_WHAT THE EXERCISE ASKS_.
Find every line in the records below that holds the word "after" and copy it.

_DATA FOR THIS TASK_.
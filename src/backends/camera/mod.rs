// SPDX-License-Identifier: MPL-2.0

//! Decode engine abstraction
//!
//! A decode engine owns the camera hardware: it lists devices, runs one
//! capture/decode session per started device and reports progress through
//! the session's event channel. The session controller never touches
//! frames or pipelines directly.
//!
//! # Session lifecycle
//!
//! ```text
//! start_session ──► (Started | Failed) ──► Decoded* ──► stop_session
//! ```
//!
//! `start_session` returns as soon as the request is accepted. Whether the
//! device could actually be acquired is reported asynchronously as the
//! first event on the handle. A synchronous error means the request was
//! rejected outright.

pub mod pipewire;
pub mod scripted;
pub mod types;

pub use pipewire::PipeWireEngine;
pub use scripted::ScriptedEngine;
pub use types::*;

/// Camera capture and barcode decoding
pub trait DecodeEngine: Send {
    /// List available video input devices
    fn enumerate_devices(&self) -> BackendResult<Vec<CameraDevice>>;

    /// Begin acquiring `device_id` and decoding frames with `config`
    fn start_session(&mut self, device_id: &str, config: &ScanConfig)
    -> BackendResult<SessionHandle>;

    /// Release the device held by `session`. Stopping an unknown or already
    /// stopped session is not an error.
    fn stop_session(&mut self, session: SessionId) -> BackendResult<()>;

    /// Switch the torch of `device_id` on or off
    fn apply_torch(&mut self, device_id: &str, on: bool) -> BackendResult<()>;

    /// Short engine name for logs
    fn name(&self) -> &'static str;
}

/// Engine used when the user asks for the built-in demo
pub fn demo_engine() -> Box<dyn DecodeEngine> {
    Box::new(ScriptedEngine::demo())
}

...

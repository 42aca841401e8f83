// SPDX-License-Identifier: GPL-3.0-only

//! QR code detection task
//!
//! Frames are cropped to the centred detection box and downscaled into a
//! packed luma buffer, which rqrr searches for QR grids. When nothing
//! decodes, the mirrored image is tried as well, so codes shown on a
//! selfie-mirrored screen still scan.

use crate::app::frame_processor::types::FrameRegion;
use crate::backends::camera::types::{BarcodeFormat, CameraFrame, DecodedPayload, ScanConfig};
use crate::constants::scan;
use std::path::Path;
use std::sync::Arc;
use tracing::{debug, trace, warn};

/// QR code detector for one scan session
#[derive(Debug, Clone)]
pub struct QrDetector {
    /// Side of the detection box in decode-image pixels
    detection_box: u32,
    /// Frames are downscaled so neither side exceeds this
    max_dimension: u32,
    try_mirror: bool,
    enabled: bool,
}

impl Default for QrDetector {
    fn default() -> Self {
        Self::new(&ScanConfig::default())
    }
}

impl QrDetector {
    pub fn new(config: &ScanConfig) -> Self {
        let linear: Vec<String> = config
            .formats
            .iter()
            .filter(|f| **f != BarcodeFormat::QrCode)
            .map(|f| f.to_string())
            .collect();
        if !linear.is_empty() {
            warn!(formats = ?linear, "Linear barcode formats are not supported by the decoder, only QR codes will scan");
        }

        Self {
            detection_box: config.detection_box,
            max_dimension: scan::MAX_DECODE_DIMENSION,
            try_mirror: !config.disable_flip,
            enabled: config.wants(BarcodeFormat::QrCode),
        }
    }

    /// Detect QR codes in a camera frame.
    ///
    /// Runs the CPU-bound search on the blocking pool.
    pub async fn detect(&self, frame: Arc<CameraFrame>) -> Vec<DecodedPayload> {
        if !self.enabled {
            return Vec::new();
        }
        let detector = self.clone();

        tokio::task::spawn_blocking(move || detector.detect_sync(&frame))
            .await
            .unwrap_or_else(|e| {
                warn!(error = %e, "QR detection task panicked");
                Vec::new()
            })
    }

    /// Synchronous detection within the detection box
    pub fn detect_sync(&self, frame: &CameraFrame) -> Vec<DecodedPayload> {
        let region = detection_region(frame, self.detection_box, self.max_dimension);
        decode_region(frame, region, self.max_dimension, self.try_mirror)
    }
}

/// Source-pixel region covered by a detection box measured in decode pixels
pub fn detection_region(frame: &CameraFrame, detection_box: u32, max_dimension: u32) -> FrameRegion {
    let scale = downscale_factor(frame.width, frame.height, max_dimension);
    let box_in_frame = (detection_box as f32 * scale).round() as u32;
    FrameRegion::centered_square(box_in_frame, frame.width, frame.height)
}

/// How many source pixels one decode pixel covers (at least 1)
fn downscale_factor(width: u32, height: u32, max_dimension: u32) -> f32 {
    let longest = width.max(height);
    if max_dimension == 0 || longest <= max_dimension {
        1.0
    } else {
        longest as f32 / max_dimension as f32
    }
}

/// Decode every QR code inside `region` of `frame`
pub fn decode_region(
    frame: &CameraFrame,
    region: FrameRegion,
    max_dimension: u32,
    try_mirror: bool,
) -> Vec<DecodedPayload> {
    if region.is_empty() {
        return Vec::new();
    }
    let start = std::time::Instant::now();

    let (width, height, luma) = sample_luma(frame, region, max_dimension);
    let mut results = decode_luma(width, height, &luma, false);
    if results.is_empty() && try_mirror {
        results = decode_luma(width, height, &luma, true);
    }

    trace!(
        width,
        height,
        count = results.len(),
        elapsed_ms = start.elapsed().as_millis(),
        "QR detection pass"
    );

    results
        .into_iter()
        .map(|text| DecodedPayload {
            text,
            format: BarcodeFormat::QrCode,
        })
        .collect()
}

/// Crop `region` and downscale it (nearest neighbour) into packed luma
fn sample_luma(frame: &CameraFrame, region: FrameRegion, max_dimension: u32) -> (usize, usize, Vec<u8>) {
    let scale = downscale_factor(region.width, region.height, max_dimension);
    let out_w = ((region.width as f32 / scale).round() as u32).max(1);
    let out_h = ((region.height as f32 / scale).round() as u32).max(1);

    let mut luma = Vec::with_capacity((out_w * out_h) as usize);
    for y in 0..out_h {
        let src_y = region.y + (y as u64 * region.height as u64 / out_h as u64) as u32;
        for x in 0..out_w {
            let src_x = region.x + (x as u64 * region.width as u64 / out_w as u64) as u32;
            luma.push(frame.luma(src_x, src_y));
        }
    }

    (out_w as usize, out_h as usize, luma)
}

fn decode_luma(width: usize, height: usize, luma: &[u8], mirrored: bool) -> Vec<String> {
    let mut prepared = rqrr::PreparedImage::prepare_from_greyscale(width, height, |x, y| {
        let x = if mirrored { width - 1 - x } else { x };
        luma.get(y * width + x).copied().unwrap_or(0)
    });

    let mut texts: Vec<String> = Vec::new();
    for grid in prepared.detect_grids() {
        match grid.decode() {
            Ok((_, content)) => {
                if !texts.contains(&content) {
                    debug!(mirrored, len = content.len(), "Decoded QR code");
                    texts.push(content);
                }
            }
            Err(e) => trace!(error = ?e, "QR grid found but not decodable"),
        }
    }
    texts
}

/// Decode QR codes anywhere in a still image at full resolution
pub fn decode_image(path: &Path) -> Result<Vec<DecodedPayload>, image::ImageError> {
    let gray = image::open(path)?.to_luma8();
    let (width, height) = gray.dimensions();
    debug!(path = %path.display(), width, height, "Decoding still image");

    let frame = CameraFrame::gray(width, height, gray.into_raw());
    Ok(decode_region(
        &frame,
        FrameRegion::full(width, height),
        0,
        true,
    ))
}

---

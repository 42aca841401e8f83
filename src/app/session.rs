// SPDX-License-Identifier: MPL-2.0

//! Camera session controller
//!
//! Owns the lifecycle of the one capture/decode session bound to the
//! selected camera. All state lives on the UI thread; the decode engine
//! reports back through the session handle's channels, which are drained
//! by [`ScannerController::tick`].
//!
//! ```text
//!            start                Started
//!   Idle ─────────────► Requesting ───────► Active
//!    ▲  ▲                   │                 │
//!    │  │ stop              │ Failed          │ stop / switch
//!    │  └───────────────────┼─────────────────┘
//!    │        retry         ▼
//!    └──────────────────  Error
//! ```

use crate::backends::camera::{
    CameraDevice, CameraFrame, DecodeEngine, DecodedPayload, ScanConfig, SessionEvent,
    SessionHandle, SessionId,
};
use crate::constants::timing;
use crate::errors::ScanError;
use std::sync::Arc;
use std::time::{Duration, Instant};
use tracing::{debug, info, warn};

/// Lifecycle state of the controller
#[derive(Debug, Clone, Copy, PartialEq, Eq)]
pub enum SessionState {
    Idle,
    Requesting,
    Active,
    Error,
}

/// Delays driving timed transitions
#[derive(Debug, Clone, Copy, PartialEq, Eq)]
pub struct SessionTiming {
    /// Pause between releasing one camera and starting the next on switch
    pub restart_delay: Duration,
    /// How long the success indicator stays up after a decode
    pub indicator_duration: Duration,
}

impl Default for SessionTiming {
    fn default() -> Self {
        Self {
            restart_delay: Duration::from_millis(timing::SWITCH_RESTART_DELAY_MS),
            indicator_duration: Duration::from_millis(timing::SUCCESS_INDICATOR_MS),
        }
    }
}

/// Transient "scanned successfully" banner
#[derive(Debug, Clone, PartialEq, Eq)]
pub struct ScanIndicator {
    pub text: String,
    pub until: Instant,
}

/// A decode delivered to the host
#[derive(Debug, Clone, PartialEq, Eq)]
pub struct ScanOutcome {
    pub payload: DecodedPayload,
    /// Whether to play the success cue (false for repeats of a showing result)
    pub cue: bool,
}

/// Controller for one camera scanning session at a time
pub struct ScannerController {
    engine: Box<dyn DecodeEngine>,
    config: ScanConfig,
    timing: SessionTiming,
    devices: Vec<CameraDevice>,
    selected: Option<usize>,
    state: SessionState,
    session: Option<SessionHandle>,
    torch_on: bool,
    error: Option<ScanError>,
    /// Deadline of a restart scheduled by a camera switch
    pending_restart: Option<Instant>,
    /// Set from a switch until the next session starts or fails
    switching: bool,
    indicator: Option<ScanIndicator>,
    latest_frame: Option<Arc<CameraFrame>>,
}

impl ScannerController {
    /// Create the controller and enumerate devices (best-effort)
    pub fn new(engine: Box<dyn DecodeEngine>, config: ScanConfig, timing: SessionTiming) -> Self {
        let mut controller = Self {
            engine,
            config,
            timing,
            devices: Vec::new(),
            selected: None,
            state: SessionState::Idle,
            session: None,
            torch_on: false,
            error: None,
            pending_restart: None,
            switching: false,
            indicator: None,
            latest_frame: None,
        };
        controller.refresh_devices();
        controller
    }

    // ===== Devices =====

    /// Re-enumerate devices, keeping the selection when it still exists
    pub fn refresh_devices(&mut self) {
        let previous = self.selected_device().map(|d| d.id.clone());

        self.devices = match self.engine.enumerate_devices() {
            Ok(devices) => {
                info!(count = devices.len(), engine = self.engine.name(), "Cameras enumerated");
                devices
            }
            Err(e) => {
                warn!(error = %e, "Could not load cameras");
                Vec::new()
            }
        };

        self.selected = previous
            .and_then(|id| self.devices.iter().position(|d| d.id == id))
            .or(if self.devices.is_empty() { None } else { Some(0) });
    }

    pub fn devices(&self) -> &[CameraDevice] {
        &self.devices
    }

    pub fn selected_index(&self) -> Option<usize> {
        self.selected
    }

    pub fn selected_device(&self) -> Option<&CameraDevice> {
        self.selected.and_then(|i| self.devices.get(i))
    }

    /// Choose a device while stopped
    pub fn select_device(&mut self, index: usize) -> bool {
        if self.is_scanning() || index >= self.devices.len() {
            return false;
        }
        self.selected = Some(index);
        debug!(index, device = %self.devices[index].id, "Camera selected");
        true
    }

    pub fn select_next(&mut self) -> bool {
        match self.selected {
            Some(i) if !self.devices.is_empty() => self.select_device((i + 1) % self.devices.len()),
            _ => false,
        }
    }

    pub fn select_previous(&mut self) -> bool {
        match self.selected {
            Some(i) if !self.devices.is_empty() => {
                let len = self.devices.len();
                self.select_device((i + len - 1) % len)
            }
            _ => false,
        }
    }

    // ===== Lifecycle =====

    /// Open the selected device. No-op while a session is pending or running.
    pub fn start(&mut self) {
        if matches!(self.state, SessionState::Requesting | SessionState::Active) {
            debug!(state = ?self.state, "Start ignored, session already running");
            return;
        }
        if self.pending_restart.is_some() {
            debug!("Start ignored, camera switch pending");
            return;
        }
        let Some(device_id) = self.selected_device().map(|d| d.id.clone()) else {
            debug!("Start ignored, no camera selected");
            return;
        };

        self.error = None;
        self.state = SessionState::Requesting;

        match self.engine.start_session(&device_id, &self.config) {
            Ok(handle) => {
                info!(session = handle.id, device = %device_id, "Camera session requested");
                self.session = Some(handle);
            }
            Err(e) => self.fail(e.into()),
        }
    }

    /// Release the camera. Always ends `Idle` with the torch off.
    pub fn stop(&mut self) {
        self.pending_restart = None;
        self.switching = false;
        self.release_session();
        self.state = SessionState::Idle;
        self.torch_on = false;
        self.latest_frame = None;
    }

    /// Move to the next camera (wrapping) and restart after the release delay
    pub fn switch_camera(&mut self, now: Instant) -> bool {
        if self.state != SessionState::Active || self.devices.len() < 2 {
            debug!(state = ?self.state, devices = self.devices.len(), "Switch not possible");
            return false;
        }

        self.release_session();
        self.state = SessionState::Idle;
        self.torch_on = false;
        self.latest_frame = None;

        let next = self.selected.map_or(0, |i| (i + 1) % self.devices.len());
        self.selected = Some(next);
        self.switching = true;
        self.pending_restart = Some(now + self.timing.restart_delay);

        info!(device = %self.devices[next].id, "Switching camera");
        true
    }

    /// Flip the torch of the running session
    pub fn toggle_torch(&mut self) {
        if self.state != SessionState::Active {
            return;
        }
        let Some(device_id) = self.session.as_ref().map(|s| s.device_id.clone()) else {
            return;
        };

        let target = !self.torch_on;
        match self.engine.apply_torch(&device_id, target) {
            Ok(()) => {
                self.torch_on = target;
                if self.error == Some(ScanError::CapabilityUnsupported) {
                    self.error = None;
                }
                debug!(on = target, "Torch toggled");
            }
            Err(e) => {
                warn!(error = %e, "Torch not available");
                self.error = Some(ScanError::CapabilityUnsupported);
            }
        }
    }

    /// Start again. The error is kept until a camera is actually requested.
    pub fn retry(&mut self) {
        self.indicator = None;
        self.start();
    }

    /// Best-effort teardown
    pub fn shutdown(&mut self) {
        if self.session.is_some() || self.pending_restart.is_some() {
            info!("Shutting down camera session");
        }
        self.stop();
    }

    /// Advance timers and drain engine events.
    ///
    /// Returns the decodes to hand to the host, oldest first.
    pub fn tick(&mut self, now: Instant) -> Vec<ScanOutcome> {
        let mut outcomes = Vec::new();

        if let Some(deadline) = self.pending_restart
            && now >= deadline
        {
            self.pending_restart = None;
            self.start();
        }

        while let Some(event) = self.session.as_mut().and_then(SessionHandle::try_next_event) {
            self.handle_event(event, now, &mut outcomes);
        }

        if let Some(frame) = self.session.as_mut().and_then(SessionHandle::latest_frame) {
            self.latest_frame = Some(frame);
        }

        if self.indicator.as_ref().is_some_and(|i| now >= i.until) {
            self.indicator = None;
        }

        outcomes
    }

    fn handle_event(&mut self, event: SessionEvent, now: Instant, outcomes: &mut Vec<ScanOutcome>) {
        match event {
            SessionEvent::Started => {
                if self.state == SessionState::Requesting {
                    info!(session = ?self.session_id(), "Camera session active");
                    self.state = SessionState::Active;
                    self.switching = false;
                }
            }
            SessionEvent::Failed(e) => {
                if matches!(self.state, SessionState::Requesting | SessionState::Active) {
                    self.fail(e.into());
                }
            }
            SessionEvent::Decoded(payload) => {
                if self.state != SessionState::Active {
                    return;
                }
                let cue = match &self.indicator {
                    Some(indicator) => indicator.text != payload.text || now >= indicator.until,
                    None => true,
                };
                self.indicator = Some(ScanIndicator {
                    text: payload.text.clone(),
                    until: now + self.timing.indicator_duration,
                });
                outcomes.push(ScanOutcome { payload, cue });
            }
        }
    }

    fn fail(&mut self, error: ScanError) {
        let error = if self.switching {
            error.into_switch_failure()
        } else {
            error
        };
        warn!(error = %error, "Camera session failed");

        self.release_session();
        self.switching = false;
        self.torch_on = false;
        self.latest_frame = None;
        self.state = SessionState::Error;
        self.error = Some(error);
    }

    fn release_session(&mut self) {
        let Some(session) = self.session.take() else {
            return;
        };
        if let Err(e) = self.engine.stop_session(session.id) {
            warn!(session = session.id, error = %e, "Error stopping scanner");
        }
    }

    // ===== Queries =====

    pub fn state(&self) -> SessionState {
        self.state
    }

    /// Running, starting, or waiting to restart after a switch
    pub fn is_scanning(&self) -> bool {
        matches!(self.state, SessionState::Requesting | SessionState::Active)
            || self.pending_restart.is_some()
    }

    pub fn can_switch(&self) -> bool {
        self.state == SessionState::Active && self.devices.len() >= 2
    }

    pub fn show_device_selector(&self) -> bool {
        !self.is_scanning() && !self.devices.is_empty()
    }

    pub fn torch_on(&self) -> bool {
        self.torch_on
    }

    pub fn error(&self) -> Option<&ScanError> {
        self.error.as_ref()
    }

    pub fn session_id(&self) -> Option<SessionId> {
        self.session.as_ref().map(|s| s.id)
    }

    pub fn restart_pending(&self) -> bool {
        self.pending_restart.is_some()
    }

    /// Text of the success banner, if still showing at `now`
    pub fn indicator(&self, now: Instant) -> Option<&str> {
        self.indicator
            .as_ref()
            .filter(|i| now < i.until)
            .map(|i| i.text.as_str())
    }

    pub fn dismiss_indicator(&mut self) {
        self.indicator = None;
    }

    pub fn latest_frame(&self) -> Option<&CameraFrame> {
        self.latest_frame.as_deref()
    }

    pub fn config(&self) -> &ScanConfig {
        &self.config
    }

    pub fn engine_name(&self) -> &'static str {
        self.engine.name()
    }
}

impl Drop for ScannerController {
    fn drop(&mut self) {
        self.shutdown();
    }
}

_RESPONSE AREA_.
    /// How long the success indicator stays up after a decode
    /// Move to the next camera (wrapping) and restart after the release delay
    /// Running, starting, or waiting to restart after a switch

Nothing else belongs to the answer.